STEP FOUR – Line a 9×13-inch baking pan with parchment paper for easy removal.
STEP FIVE – Press the cake mix mixture evenly into the bottom of the prepared pan to form the crust.
STEP SIX – In a separate bowl, beat the softened cream cheese and pumpkin puree until smooth and lump-free.
STEP SEVEN – Add the remaining 3 eggs, the other stick of melted butter, vanilla, and cinnamon to the pumpkin mixture; beat until fully combined.

STEP EIGHT – Gradually add the powdered sugar and mix until smooth and well incorporated.
STEP NINE – Pour the pumpkin-cream cheese filling over the prepared crust and spread gently.
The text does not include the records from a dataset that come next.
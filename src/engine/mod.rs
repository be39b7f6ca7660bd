pub mod admin;
pub mod assignment;
pub mod bookings;
pub mod drivers;
pub mod locks;
pub mod rides;

use std::future::Future;
use std::sync::Arc;
use std::time::Instant;

use tokio::sync::broadcast;
use uuid::Uuid;

use crate::engine::locks::LockTable;
use crate::error::AppError;
use crate::models::booking::Booking;
use crate::models::driver::{Driver, DriverStatus};
use crate::models::ride::{Ride, RideEvent, RideEventKind};
use crate::observability::metrics::Metrics;
use crate::store::EntityStore;

/// Shared handles every coordinator needs. Cheap to clone.
#[derive(Clone)]
pub struct Coordination {
    pub store: Arc<EntityStore>,
    pub locks: Arc<LockTable>,
    pub events: broadcast::Sender<RideEvent>,
    pub metrics: Metrics,
}

impl Coordination {
    pub fn new(store: Arc<EntityStore>, event_buffer_size: usize) -> Self {
        let (events, _unused_rx) = broadcast::channel(event_buffer_size.max(1));
        Self {
            store,
            locks: Arc::new(LockTable::new()),
            events,
            metrics: Metrics::new(),
        }
    }

    pub(crate) async fn measured<T, F>(&self, operation: &'static str, fut: F) -> Result<T, AppError>
    where
        F: Future<Output = Result<T, AppError>>,
    {
        let start = Instant::now();
        let result = fut.await;
        self.metrics
            .observe(operation, result.is_ok(), start.elapsed().as_secs_f64());
        result
    }

    pub(crate) fn publish(&self, kind: RideEventKind, ride: &Ride) {
        // No subscribers is fine.
        let _ = self.events.send(RideEvent::new(kind, ride));
    }

    pub(crate) fn refresh_busy_gauge(&self) {
        let busy = self
            .store
            .drivers
            .find(|driver| driver.status == DriverStatus::Busy)
            .len();
        self.metrics.drivers_busy.set(busy as i64);
    }
}

/// Pre-images of records written inside one critical section.
///
/// If any write of a multi-record commit fails, `restore` puts every
/// touched record back so no partial update outlives the section.
#[derive(Default)]
pub(crate) struct Rollback {
    bookings: Vec<Booking>,
    drivers: Vec<Driver>,
    rides: Vec<Ride>,
    created_rides: Vec<Uuid>,
}

impl Rollback {
    pub(crate) fn booking(&mut self, booking: &Booking) {
        self.bookings.push(booking.clone());
    }

    pub(crate) fn driver(&mut self, driver: &Driver) {
        self.drivers.push(driver.clone());
    }

    pub(crate) fn ride(&mut self, ride: &Ride) {
        self.rides.push(ride.clone());
    }

    pub(crate) fn created_ride(&mut self, id: Uuid) {
        self.created_rides.push(id);
    }

    pub(crate) fn restore(self, store: &EntityStore) {
        for id in &self.created_rides {
            store.rides.delete(id);
        }
        for ride in self.rides {
            store.rides.put(ride);
        }
        for driver in self.drivers {
            store.drivers.put(driver);
        }
        for booking in self.bookings {
            store.bookings.put(booking);
        }
    }

    /// Runs `commit`; on error, undoes every recorded write and passes the error on.
    pub(crate) fn guard<T, F>(mut self, store: &EntityStore, commit: F) -> Result<T, AppError>
    where
        F: FnOnce(&mut Self) -> Result<T, AppError>,
    {
        match commit(&mut self) {
            Ok(value) => Ok(value),
            Err(err) => {
                tracing::error!(error = %err, "commit failed; restoring pre-images");
                self.restore(store);
                Err(err)
            }
        }
    }
}


#[cfg(test)]
mod tests {
    use super::*;
    use crate::engine::fixtures::driver;

    #[test]
    fn failed_commit_restores_pre_images() {
        let store = EntityStore::new();
        let d = driver("Jonas");
        store.drivers.put(d.clone());

        let result: Result<(), AppError> = Rollback::default().guard(&store, |undo| {
            undo.driver(&d);
            store.drivers.update(&d.id, |d| d.status = DriverStatus::Busy);
            let ride = Ride::assign(Uuid::new_v4(), d.id);
            undo.created_ride(ride.id);
            store.rides.put(ride);
            Err(AppError::Internal("boom".to_string()))
        });

        assert!(result.is_err());
        assert_eq!(store.drivers.get(&d.id).unwrap().status, DriverStatus::Available);
        assert!(store.rides.is_empty());
    }
}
Bake for 40–50 minutes, until the edges are set and the center is just slightly jiggly.
STEP TEN – Allow the cake to cool, then dust with additional powdered sugar. Serve slices with whipped cream and a sprinkle of cinnamon if desired.
Storage Instructions
Store leftovers covered with plastic wrap or in an airtight container in the refrigerator for up to 3 days. Bring to room temperature before serving for the best texture, or warm briefly if you prefer a softer, gooey center.

Pumpkin Gooey Butter Cake
- Author: Sandra Flegg
- Total Time: 1 hour
- Yield: 12 servings
Description
A simple, comforting pumpkin dessert with a creamy filling and buttery base. It’s easy to make and ideal for seasonal gatherings.
Ingredients
1 (15.25 ounce) box yellow cake mix
2 sticks butter (1 cup), divided
1 (15 ounce) can pumpkin puree
1 (8 ounce) block cream cheese, softened
4 eggs
1 teaspoon vanilla
3 1/2 cups powdered sugar
1 teaspoon cinnamon
Instructions
- Preheat oven to 350 degrees.
- Melt one stick of butter.
- Combine cake mix, melted butter, and 1 egg; mix well.
- Line a 9×13 pan with parchment paper.
- Press the cake mixture into the bottom of the pan.
- Whisk together cream cheese and pumpkin until smooth.
- Add 3 eggs, vanilla, the other stick of melted butter, and cinnamon; beat together.
- Add powdered sugar and mix until smooth.
- Pour the pumpkin mixture over the crust and bake 40–50 minutes, until center is just set but slightly jiggly.
- Sprinkle with additional powdered sugar and cool before slicing.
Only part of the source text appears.